Assignment: Your answer should be a single number: the count of lines in the entries below that contain "FailureLog".

Record set:

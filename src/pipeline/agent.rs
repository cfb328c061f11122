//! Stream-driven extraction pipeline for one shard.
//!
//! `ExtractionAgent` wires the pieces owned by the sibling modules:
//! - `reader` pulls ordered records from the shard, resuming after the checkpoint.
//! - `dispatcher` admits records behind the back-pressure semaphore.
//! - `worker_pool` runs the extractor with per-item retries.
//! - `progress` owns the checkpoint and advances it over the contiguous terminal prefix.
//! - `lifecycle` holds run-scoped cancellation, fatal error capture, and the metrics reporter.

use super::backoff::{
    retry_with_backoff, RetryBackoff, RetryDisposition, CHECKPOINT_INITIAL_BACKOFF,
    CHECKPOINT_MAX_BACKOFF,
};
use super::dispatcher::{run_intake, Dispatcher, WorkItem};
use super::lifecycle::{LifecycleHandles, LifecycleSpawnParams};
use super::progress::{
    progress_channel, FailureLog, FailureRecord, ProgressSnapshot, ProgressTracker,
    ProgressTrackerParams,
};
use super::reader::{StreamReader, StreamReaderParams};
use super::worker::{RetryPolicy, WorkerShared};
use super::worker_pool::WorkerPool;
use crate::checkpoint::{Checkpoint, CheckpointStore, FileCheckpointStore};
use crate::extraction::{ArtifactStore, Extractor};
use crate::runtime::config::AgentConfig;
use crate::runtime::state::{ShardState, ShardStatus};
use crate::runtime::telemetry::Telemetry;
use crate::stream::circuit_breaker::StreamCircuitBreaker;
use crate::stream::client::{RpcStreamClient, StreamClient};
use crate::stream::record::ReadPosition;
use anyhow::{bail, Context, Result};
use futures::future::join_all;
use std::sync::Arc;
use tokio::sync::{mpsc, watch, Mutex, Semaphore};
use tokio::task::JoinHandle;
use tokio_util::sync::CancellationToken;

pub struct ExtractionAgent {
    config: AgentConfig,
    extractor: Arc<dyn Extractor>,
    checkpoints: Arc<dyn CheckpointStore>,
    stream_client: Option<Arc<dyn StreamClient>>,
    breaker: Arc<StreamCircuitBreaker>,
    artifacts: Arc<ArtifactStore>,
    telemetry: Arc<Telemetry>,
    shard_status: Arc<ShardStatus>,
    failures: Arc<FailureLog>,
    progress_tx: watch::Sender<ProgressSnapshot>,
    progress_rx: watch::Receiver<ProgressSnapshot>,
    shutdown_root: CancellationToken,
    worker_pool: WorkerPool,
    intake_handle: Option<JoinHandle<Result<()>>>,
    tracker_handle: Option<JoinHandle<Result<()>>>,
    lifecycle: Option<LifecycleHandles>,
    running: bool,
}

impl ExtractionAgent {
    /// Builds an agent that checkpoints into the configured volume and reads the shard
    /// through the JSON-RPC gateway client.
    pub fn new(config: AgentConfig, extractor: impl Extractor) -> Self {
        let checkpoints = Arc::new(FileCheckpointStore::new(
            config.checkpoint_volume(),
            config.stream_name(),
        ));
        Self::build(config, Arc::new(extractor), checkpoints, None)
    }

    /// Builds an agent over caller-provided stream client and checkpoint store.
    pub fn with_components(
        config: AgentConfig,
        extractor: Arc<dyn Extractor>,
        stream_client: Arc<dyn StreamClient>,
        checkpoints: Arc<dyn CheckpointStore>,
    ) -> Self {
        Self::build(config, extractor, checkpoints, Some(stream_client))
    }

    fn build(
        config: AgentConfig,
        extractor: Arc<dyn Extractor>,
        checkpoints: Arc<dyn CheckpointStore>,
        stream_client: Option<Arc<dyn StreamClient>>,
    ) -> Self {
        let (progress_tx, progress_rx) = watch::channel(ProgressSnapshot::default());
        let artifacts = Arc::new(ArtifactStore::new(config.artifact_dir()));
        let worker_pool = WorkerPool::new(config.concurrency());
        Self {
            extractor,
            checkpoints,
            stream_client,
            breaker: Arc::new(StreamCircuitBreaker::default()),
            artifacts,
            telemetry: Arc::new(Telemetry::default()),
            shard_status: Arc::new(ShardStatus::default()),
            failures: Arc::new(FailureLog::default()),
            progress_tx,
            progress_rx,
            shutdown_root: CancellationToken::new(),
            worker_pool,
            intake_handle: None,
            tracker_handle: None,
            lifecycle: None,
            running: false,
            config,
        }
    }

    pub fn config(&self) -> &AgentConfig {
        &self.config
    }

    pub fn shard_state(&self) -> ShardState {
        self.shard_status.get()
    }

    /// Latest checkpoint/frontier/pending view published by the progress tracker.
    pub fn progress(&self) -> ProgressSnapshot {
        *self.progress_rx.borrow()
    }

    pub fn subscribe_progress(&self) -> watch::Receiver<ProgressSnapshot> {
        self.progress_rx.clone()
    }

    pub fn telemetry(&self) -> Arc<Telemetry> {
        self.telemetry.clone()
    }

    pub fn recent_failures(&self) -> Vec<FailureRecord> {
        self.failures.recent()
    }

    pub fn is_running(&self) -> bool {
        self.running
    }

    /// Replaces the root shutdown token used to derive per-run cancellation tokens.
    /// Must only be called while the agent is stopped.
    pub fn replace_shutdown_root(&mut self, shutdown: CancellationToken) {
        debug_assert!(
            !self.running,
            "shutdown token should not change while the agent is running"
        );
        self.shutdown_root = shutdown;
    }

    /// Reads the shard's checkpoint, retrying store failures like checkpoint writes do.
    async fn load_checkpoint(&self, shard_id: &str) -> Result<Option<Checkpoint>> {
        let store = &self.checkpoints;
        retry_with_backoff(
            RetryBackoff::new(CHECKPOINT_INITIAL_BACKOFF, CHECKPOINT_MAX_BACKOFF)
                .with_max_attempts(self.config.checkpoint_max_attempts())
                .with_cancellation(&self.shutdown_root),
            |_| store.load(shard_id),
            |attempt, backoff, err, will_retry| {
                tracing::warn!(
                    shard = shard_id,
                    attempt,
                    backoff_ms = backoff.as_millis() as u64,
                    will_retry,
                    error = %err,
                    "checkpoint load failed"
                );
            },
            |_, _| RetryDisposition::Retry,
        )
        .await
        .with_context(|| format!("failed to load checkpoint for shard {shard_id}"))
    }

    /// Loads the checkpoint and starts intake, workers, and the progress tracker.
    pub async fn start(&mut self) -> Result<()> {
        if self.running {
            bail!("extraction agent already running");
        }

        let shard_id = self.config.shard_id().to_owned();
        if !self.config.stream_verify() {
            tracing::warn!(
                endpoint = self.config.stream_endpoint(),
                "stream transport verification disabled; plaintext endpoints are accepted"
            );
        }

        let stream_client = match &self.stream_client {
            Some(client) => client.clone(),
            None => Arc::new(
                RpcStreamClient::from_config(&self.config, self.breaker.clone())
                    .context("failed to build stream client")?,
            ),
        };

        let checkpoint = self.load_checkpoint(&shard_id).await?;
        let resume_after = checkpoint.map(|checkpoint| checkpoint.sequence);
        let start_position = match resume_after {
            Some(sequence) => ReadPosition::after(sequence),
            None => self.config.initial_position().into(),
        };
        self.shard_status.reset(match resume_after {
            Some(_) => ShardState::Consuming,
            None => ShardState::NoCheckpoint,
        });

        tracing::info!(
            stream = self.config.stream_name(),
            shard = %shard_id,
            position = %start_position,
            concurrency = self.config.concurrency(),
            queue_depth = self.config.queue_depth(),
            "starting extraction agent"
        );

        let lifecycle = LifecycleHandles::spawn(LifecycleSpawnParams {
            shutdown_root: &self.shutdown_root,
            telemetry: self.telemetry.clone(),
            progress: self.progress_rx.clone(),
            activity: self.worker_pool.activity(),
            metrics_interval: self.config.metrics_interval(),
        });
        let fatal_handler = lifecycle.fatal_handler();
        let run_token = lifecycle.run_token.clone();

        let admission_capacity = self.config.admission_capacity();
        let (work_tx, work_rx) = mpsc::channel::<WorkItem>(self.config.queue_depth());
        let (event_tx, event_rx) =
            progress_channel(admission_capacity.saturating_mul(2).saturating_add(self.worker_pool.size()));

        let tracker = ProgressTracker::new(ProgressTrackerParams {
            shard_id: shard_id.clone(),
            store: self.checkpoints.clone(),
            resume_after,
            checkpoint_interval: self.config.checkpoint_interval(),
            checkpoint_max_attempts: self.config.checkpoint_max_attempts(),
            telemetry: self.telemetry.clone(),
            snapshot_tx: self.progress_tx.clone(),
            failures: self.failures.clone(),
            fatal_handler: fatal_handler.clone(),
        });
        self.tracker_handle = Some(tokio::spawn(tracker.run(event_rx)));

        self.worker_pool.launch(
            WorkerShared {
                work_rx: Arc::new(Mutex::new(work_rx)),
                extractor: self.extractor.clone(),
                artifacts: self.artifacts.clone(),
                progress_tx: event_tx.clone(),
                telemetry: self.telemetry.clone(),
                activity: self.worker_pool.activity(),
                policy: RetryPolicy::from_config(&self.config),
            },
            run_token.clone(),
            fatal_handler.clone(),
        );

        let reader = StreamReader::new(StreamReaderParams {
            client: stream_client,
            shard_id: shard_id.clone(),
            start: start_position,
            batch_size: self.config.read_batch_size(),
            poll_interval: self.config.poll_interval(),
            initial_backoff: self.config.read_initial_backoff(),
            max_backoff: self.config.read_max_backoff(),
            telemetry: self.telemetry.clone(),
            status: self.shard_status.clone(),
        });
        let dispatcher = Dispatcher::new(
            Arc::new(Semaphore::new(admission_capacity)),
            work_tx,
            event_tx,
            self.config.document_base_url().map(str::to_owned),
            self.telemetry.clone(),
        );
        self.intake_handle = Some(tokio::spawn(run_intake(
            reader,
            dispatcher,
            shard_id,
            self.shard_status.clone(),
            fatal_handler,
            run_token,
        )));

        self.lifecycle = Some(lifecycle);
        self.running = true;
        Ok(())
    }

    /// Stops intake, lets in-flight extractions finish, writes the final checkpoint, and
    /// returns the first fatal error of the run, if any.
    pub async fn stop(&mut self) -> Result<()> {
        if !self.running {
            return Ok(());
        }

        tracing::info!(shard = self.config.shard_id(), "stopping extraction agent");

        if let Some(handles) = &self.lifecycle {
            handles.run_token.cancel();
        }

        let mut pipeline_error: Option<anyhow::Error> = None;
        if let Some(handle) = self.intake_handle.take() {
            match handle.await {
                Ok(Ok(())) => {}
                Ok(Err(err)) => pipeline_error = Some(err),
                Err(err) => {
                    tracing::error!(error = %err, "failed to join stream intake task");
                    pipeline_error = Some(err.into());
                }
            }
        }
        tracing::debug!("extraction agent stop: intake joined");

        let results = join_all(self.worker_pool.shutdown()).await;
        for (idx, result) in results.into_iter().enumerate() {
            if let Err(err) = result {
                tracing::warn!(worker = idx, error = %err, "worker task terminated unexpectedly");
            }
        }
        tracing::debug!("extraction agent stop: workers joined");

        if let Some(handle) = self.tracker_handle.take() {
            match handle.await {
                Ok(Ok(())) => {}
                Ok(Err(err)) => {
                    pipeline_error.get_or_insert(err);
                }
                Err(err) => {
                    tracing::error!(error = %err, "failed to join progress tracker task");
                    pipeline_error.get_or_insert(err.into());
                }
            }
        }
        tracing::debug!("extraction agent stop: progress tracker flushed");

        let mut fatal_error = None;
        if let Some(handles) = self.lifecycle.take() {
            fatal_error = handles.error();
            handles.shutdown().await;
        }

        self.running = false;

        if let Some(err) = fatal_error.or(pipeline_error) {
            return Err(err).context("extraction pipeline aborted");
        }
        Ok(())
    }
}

Task response: 3